Joseph Olshan: Cloudland
Cloudland wants to blend the slow-building character development and beautiful writing of literary fiction with the quirky characters and rogues’ gallery of a Patricia Cornwall novel. For the most part, it fails, but the mixture of elements is just odd enough to be fascinating.
Author Joseph Olshan takes as his basis the unsolved Connecticut River Valley murders of the late ’70s and early ’80s, though he moves them to the modern era. The victims are all women, abducted from out-of-the-way locations and strangled and stabbed, with lengthy intervals between murders. Only one managed to escape the killer. The novel opens with protagonist Catherine Winslow finding the body of the latest victim, Angela Parker, a young mother who lives in the area. The corpse is propped up in an orchard, where the killer left it to be buried in drifting snow.
For the most part, Olshan is just adapting reality here. The novel struggles when he attempts to bring the rough events of the real-life killings into his fictional universe. Catherine is a maddening protagonist. When she’s dealing with the aftermath of a shattered relationship with a man 15 years younger than herself, or with a distant daughter who seems to resent her, Olshan writes her more confidently, secure in the trappings of more traditional literary-fiction devices. When he has to have her attempt to solve the mystery from the comfort of her own living room, or weighs her down with affectations like a 250-pound pet pig or a popular syndicated household-hints column, she feels too much like a collection of quirks, designed to drive many books in a series to follow Cloudland.
Catherine is also surprisingly egotistical. She’s incapable of seeing far beyond herself and her immediate concerns, and in the novel’s last lines, she implicates herself for the murders for no real reason. If Olshan wanted to play up how people tend to make everything—even violent crimes—all about themselves, he’s chosen an odd vehicle, as readers are never invited to be anything less than sympathetic to the damaged Catherine.

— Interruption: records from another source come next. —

//! VWZLab Runner — run orchestration around `vwzlab-core`.
//!
//! This crate provides:
//! - TOML/JSON run configs with content-addressed run ids
//! - CSV bar loading and a seeded synthetic bar generator
//! - Trade statistics (win rate, profit factor, drawdown, streaks)
//! - CSV / JSONL / JSON exports
//! - Parallel parameter sweeps

pub mod config;
pub mod data_loader;
pub mod export;
pub mod metrics;
pub mod runner;
pub mod sweep;
pub mod synthetic;

pub use config::{strategy_run_id, DataConfig, OutputConfig, RunConfig, RunConfigError, RunId};
pub use data_loader::{load_bars_csv, parse_timestamp, read_bars, LoadError, LoadOptions};
pub use export::ExportError;
pub use metrics::TradeStatistics;
pub use runner::{load_bars, run_from_config, run_on_bars, RunError, RunReport};
pub use sweep::{ParamGrid, ParamSweep, SweepResults};
pub use synthetic::{generate_bars, SyntheticSpec};
//! Extreme band-width rule.

use super::{ema_aligned, ConditionSignal, EntryCondition};
use crate::config::StrategyConfig;
use crate::domain::Direction;
use crate::snapshot::IndicatorSnapshot;

/// Enters when |normalised band-width| exceeds `inverse_bandwidth_z` in
/// either direction, on the side the EMA pair points to.
#[derive(Debug, Clone, Copy)]
pub struct InverseBandwidth {
    direction: Direction,
}

impl InverseBandwidth {
    pub fn new(direction: Direction) -> Self {
        Self { direction }
    }
}

impl EntryCondition for InverseBandwidth {
    fn name(&self) -> &'static str {
        "inverse"
    }

    fn direction(&self) -> Direction {
        self.direction
    }

    fn evaluate(&self, snapshot: &IndicatorSnapshot, config: &StrategyConfig) -> ConditionSignal {
        let extreme = snapshot.bandwidth_z.last().abs() > config.thresholds.inverse_bandwidth_z;
        ConditionSignal::entry_if(extreme && ema_aligned(snapshot, self.direction))
    }
}
//! Open positions and their accounting.

use std::fmt;

use chrono::NaiveDateTime;
use serde::{Deserialize, Serialize};

use super::bar::Bar;
use super::trade::{ExitReason, Trade};
use crate::snapshot::IndicatorSnapshot;

/// Trade direction. Also names the long/short side of the condition registry.
#[derive(Debug, Clone, Copy, PartialEq, Eq, Hash, PartialOrd, Ord, Serialize, Deserialize)]
#[serde(rename_all = "lowercase")]
pub enum Direction {
    Long,
    Short,
}

impl Direction {
    pub fn opposite(self) -> Self {
        match self {
            Direction::Long => Direction::Short,
            Direction::Short => Direction::Long,
        }
    }

    /// +1 for long, -1 for short.
    pub fn sign(self) -> f64 {
        match self {
            Direction::Long => 1.0,
            Direction::Short => -1.0,
        }
    }

    pub fn as_str(self) -> &'static str {
        match self {
            Direction::Long => "long",
            Direction::Short => "short",
        }
    }
}

impl fmt::Display for Direction {
    fn fmt(&self, f: &mut fmt::Formatter<'_>) -> fmt::Result {
        f.write_str(self.as_str())
    }
}

/// An open position, owned and mutated only by the engine.
///
/// Stop-loss and take-profit levels are fixed at entry. A rate of zero
/// disables the corresponding level.
#[derive(Debug, Clone, Serialize)]
pub struct Position {
    pub direction: Direction,
    pub entry_index: usize,
    pub entry_time: NaiveDateTime,
    pub entry_price: f64,
    pub size: f64,
    pub stop_loss: Option<f64>,
    pub take_profit: Option<f64>,
    /// Exit latched by the directional-hold policy, released on a later bar.
    pub deferred_exit: Option<ExitReason>,
    pub entry_snapshot: Box<IndicatorSnapshot>,
}

impl Position {
    /// Open a position at `price` and derive its protective levels.
    pub fn open(
        direction: Direction,
        price: f64,
        size: f64,
        take_profit_rate: f64,
        stop_loss_rate: f64,
        snapshot: IndicatorSnapshot,
    ) -> Self {
        let sign = direction.sign();
        let level = |rate: f64, toward: f64| (rate > 0.0).then(|| price * (1.0 + toward * rate));
        Self {
            direction,
            entry_index: snapshot.index,
            entry_time: snapshot.bar.timestamp,
            entry_price: price,
            size,
            take_profit: level(take_profit_rate, sign),
            stop_loss: level(stop_loss_rate, -sign),
            deferred_exit: None,
            entry_snapshot: Box::new(snapshot),
        }
    }

    /// P&L of `size` units closed at `price`.
    pub fn pnl_for(&self, price: f64, size: f64) -> f64 {
        self.direction.sign() * (price - self.entry_price) * size
    }

    pub fn unrealized_pnl(&self, price: f64) -> f64 {
        self.pnl_for(price, self.size)
    }

    /// The bar's range reached the stop level.
    pub fn stop_hit(&self, bar: &Bar) -> bool {
        match (self.stop_loss, self.direction) {
            (Some(stop), Direction::Long) => bar.low <= stop,
            (Some(stop), Direction::Short) => bar.high >= stop,
            (None, _) => false,
        }
    }

    /// The bar's range reached the profit target.
    pub fn target_hit(&self, bar: &Bar) -> bool {
        match (self.take_profit, self.direction) {
            (Some(target), Direction::Long) => bar.high >= target,
            (Some(target), Direction::Short) => bar.low <= target,
            (None, _) => false,
        }
    }

    /// Close `size` units at `price`, returning the realized P&L.
    ///
    /// The closed quantity is capped at the open size.
    pub fn partial_close(&mut self, price: f64, size: f64) -> f64 {
        let closed = size.clamp(0.0, self.size);
        self.size -= closed;
        self.pnl_for(price, closed)
    }

    /// Close `size` units at `price` as their own trade record, keeping the
    /// remainder open.
    pub fn close_partial(
        &mut self,
        exit_index: usize,
        exit_time: NaiveDateTime,
        price: f64,
        size: f64,
        reason: ExitReason,
    ) -> Trade {
        let mut part = self.clone();
        let before = self.size;
        let pnl = self.partial_close(price, size);
        part.size = before - self.size;
        Trade::from_parts(part, exit_index, exit_time, price, pnl, reason)
    }

    /// Add `size` units at `price`, moving the entry to the size-weighted average.
    pub fn average_in(&mut self, price: f64, size: f64) {
        if size <= 0.0 {
            return;
        }
        let total = self.size + size;
        self.entry_price = (self.entry_price * self.size + price * size) / total;
        self.size = total;
    }

    /// Convert into an immutable trade record.
    pub fn close(self, exit_index: usize, exit_time: NaiveDateTime, price: f64, reason: ExitReason) -> Trade {
        let pnl = self.unrealized_pnl(price);
        Trade::from_parts(self, exit_index, exit_time, price, pnl, reason)
    }
}
//! Exponential Moving Average (EMA).
//!
//! EMA[t] = alpha * x[t] + (1 - alpha) * EMA[t-1], alpha = 2 / (period + 1).
//! Seeded with the SMA of the first `period` defined values, so a series with
//! a NaN prefix (another indicator's warm-up) is smoothed from where it
//! becomes defined. Lookback over closes: period - 1.

use super::{closes, Indicator};
use crate::domain::Bar;

#[derive(Debug, Clone)]
pub struct Ema {
    period: usize,
    name: String,
}

impl Ema {
    pub fn new(period: usize) -> Self {
        Self {
            period,
            name: format!("ema_{period}"),
        }
    }
}

impl Indicator for Ema {
    fn name(&self) -> &str {
        &self.name
    }

    fn lookback(&self) -> usize {
        self.period.saturating_sub(1)
    }

    fn compute(&self, bars: &[Bar]) -> Vec<f64> {
        ema_of_series(&closes(bars), self.period)
    }
}

/// EMA of an arbitrary series.
///
/// Leading NaNs are skipped. A NaN inside the seed window leaves the whole
/// output undefined; a NaN after the seed ends the defined run.
pub fn ema_of_series(values: &[f64], period: usize) -> Vec<f64> {
    let n = values.len();
    let mut result = vec![f64::NAN; n];
    if period == 0 {
        return result;
    }
    let Some(start) = values.iter().position(|v| !v.is_nan()) else {
        return result;
    };
    if n - start < period {
        return result;
    }

    let seed_window = &values[start..start + period];
    if seed_window.iter().any(|v| v.is_nan()) {
        return result;
    }
    let seed = seed_window.iter().sum::<f64>() / period as f64;
    result[start + period - 1] = seed;

    let alpha = 2.0 / (period as f64 + 1.0);
    let mut prev = seed;
    for i in start + period..n {
        if values[i].is_nan() {
            break;
        }
        prev = alpha * values[i] + (1.0 - alpha) * prev;
        result[i] = prev;
    }
    result
}
//! Moving Z-score of close.
//!
//! z[t] = (close[t] - mean) / stddev over the trailing `period` closes,
//! population stddev. Undefined when the window is incomplete or flat.

use super::{closes, is_flat, window_mean_std, Indicator};
use crate::domain::Bar;

#[derive(Debug, Clone)]
pub struct ZScore {
    period: usize,
    name: String,
}

impl ZScore {
    pub fn new(period: usize) -> Self {
        Self {
            period,
            name: format!("zscore_{period}"),
        }
    }
}

impl Indicator for ZScore {
    fn name(&self) -> &str {
        &self.name
    }

    fn lookback(&self) -> usize {
        self.period.saturating_sub(1)
    }

    fn compute(&self, bars: &[Bar]) -> Vec<f64> {
        let closes = closes(bars);
        (0..closes.len())
            .map(|i| match window_mean_std(&closes, i, self.period) {
                Some((mean, std)) if !is_flat(std, mean, self.period) => (closes[i] - mean) / std,
                _ => f64::NAN,
            })
            .collect()
    }
}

The plotting is also haphazard. The final solution to the mystery relies on Olshan producing a bunch of clues out of nowhere, and lots of time is spent with potential suspects who aren’t particularly interesting, outside of being suspects. Olshan drops in flashbacks to Catherine’s struggles with her daughter or her former lover, but while they’re often interesting, they also stop the narrative dead in its tracks. It’s like he’s clumsily grafted together a traditional novel about a woman looking at her 40s and trying to reassemble the wreckage of her life, and a basic, clichéd murder mystery.
Still, the novel has its pleasures, if the weirdness of the tone can be overlooked. Olshan’s writing is frequently stunning, particularly when he’s describing the landscape of the book’s Vermont setting, and he’s crafted at least a handful of interesting small-town types for Catherine to bounce off of. It’s just a pity that the book constantly seems uncertain of what it wants to be, too timid to really go all-out with the genre trappings, but too tied to the mystery to really delve into these people as people. It wants to be about the vagaries of grief, but also about a whip-smart amateur gumshoe with a fearsome porcine companion, and the Venn-diagram intersection between the two stories is all but nonexistent.